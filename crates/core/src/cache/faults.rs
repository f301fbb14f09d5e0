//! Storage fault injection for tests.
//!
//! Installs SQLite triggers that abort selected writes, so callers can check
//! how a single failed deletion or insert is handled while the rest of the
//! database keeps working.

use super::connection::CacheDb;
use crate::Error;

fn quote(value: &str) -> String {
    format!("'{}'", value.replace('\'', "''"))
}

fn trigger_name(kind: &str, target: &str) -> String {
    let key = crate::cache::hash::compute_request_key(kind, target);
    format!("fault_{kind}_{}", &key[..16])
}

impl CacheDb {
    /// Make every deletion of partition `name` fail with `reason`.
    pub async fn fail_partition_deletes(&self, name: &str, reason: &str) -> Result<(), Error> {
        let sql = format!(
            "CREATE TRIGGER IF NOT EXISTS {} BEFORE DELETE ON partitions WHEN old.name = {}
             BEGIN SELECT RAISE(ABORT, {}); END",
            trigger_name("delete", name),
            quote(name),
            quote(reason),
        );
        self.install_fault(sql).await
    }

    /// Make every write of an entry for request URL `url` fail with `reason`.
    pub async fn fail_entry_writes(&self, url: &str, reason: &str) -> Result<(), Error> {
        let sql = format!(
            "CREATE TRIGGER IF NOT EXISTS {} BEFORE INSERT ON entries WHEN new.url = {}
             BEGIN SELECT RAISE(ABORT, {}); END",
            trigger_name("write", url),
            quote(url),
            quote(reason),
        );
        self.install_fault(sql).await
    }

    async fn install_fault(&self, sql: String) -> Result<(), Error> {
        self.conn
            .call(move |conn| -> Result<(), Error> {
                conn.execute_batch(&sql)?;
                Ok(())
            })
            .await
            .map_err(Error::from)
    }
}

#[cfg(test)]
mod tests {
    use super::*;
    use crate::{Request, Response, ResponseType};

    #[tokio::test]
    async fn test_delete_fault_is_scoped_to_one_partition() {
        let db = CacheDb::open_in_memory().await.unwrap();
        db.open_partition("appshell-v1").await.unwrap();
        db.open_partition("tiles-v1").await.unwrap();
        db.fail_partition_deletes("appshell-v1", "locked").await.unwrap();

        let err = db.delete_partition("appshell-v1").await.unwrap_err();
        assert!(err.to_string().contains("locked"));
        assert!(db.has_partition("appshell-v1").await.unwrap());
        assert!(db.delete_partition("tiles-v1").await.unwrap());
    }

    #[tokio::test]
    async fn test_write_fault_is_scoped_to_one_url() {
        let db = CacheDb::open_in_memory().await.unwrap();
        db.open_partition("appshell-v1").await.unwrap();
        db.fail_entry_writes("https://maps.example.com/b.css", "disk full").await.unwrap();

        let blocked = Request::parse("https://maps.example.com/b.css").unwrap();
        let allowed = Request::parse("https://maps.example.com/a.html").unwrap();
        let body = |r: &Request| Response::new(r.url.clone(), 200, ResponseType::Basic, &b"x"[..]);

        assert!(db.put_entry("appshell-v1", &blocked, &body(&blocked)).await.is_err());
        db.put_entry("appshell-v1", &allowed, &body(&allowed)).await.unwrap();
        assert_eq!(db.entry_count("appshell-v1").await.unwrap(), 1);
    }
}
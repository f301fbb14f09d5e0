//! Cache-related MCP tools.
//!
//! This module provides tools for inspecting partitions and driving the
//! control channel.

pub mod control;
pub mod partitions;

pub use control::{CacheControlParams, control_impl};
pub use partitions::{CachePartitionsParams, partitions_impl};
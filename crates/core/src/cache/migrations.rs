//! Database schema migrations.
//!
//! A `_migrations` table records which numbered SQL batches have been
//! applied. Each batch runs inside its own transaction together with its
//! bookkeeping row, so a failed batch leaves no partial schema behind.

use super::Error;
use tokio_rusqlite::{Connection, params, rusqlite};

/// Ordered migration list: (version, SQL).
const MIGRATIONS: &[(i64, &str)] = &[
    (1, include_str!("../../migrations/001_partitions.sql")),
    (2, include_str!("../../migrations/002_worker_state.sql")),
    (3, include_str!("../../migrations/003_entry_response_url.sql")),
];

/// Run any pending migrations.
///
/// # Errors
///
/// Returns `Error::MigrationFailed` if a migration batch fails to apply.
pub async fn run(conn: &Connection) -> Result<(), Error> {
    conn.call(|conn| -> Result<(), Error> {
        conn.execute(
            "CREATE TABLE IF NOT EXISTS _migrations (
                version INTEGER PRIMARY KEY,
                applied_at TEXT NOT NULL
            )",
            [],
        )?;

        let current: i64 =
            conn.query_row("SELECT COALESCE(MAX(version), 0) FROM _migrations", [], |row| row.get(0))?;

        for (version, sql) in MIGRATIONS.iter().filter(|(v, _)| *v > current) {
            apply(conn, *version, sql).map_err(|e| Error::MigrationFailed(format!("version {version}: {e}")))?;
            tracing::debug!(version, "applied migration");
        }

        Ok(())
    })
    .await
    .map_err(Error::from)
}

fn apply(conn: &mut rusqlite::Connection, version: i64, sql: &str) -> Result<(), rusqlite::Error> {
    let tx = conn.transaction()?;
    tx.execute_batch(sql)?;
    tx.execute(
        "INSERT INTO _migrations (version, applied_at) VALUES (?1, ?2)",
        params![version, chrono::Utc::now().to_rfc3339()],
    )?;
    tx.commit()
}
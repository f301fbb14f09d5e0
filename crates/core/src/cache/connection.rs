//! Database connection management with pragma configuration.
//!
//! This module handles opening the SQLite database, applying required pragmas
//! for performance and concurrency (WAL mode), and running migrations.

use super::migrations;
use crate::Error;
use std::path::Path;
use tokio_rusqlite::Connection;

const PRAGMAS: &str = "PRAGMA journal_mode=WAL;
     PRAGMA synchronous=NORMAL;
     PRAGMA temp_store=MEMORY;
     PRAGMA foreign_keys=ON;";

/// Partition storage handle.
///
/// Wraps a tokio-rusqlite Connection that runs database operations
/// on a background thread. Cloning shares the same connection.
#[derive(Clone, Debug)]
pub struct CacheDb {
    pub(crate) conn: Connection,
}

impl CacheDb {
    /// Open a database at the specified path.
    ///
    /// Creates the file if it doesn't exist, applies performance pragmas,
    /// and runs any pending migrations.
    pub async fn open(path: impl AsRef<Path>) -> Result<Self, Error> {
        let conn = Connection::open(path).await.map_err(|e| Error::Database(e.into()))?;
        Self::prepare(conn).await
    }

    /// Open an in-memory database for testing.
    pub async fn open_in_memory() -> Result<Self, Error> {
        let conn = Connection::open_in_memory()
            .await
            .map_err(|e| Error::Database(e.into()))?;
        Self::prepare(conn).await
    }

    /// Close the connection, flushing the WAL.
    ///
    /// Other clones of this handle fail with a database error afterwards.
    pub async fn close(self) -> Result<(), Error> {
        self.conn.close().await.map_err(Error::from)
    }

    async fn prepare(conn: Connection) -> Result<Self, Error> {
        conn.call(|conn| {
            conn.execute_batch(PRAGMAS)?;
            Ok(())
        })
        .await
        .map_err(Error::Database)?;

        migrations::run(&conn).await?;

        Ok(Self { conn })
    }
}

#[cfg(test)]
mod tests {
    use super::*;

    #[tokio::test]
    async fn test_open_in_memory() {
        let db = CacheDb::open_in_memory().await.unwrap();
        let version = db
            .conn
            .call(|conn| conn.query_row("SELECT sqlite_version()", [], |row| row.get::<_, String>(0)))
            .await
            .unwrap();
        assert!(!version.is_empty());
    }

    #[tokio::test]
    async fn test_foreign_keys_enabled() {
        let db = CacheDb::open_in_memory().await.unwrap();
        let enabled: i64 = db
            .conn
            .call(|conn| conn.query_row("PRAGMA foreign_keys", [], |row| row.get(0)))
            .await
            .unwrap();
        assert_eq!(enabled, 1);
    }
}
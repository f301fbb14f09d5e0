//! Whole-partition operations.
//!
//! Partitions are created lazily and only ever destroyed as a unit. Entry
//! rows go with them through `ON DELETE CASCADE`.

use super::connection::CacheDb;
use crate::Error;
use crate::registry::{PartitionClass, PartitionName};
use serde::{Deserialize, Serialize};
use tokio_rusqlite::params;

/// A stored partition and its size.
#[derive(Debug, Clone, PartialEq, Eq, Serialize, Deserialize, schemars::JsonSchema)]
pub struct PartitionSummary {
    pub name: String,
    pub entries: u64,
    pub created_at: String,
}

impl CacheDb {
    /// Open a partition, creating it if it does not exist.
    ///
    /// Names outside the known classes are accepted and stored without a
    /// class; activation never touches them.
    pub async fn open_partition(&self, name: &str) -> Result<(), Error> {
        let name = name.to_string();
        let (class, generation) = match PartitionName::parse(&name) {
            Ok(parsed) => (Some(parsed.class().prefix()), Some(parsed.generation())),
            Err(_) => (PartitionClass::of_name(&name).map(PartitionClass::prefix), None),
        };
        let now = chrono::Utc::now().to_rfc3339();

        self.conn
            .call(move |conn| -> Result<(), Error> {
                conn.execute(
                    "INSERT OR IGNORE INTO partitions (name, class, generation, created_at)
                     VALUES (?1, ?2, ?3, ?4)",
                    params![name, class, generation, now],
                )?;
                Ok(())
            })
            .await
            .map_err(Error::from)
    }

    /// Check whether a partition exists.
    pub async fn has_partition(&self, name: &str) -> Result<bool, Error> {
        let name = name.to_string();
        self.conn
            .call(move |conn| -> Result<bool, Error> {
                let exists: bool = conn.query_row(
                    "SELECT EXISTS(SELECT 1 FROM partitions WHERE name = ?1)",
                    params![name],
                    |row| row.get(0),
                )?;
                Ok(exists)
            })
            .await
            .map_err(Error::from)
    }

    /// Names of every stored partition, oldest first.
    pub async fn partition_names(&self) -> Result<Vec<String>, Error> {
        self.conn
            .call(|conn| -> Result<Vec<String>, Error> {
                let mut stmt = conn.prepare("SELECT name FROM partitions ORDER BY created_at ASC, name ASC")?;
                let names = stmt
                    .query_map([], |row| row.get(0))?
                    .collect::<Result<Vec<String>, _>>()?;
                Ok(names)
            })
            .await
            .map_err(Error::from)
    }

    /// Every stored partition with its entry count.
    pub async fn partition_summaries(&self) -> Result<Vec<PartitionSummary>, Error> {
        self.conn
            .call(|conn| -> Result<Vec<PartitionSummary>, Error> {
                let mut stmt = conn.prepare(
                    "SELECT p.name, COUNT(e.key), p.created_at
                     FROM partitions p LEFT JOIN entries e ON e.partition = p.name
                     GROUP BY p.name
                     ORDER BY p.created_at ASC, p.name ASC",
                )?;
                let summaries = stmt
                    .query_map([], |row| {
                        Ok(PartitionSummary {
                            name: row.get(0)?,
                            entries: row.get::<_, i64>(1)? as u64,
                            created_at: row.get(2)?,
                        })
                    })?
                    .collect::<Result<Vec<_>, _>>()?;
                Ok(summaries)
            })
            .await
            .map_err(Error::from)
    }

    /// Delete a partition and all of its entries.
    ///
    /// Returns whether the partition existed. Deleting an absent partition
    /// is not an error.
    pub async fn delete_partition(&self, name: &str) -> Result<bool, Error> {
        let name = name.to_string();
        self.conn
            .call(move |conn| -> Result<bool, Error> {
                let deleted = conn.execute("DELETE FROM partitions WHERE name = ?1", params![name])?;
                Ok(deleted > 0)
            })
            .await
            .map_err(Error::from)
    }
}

# WHAT TO PRODUCE
All lines in the records above that contain "performance" are to be reported.

# TASK OUTPUT
//! for performance and concurrency (WAL mode), and running migrations.
    /// Creates the file if it doesn't exist, applies performance pragmas,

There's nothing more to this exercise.